- **EXERCISE GOAL**
In the entries below, how many lines contain the word "struct"? State the number and nothing more.

====================

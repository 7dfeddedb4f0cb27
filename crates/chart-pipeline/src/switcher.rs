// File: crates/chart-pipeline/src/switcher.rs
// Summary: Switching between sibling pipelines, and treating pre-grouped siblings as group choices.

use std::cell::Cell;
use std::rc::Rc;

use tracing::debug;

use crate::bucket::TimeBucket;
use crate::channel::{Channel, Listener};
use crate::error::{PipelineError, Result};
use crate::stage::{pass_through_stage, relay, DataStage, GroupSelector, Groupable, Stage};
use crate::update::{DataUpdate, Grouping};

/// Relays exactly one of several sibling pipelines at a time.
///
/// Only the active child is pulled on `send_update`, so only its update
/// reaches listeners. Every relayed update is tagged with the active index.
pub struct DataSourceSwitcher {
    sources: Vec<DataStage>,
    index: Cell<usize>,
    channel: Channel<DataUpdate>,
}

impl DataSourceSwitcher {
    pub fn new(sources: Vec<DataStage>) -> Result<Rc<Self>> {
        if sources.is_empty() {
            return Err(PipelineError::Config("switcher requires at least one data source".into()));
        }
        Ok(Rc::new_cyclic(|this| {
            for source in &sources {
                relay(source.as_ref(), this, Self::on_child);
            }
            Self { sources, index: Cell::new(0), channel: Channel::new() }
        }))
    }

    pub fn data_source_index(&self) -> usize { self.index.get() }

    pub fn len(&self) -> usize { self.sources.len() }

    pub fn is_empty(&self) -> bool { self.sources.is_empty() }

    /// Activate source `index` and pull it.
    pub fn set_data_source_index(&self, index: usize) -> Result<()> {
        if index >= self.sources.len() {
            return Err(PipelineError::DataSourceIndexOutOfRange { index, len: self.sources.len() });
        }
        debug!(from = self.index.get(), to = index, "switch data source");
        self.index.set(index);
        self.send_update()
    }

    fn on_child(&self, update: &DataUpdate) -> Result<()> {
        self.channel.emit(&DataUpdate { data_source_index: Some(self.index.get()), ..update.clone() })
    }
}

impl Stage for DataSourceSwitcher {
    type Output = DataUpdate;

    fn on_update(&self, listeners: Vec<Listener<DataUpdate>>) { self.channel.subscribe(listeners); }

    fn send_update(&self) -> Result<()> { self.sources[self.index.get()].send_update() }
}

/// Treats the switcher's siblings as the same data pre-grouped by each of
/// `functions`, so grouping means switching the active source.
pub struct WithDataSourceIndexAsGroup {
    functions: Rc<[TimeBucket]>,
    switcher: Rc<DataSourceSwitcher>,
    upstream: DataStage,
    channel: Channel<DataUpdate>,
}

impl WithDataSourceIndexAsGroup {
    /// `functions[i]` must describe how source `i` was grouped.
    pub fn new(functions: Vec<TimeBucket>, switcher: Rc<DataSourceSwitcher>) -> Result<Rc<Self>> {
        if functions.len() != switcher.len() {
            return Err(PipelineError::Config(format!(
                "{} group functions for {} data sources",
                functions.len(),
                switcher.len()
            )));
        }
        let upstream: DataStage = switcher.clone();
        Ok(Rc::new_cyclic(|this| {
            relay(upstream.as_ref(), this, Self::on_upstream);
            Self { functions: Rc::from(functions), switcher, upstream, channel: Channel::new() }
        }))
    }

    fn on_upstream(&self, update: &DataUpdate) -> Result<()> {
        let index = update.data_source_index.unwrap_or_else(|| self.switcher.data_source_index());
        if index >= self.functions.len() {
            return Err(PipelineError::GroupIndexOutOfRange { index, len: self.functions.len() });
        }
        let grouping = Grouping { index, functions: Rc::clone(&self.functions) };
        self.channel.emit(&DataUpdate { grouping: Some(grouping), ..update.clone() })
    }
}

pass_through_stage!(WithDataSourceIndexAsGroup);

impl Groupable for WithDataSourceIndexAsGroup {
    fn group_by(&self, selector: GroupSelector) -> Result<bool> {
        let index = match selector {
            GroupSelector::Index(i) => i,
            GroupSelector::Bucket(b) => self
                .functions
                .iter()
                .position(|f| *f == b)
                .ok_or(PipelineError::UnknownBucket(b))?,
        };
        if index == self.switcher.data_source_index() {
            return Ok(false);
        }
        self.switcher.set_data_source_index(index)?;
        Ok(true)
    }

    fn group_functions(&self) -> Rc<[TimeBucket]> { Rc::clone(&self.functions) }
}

====================

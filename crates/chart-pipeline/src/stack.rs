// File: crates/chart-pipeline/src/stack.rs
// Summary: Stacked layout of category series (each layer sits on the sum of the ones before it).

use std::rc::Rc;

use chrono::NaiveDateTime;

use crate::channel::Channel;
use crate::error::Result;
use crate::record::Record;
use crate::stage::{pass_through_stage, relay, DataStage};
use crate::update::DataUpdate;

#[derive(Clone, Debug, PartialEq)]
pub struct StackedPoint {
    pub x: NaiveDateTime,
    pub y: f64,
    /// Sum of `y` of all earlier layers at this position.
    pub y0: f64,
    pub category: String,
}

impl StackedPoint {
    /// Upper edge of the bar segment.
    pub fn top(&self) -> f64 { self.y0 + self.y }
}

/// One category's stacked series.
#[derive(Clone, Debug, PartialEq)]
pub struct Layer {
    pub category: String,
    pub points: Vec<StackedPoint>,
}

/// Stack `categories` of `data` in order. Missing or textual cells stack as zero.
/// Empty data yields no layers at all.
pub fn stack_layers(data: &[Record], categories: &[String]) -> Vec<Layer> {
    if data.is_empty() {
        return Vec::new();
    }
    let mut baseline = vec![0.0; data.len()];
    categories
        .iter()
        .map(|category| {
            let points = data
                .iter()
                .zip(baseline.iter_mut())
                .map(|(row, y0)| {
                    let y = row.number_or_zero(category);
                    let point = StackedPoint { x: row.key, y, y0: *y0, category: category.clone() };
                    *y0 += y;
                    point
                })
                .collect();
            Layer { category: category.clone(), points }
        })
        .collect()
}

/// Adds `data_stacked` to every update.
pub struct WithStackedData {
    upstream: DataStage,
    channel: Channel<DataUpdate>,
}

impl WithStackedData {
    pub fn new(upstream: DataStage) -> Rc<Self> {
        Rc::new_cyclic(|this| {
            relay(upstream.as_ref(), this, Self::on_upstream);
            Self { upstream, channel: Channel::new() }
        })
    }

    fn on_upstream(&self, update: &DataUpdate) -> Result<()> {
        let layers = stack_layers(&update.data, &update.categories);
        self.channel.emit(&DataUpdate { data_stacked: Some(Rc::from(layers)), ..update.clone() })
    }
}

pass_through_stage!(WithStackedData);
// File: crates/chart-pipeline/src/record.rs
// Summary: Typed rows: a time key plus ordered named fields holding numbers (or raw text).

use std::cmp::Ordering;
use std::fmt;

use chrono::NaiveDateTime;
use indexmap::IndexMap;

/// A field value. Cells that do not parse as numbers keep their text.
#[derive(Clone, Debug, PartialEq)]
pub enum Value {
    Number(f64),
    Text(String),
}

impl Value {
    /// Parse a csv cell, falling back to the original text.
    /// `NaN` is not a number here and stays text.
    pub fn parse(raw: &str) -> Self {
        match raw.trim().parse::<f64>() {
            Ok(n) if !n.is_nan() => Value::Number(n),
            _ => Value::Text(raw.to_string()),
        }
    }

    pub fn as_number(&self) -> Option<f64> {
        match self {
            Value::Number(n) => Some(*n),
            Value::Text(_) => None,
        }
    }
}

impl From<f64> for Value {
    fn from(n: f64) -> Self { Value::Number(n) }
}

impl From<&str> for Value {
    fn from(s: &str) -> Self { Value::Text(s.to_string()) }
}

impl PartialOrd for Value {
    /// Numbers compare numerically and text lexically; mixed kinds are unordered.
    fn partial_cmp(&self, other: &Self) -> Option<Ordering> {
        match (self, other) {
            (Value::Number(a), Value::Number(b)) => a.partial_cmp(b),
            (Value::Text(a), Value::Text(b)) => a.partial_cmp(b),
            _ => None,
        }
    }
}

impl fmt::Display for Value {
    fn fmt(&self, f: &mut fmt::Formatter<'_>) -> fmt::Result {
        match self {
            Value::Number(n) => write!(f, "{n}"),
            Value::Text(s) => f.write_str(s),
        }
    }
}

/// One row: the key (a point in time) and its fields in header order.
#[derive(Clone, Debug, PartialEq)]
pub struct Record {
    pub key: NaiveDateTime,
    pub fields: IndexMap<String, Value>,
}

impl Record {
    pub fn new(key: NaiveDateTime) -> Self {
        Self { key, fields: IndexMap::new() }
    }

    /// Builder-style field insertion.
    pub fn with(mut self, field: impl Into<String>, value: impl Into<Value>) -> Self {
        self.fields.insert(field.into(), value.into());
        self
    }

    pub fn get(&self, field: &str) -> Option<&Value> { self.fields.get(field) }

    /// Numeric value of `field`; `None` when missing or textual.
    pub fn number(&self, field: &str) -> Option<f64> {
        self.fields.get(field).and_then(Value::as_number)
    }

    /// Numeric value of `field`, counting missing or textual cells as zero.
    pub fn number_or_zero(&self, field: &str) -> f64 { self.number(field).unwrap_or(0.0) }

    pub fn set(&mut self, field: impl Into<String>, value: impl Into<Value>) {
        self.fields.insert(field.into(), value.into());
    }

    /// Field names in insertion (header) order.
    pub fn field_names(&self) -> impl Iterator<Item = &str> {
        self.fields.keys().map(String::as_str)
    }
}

====================

- **TASK RESPONSE**
6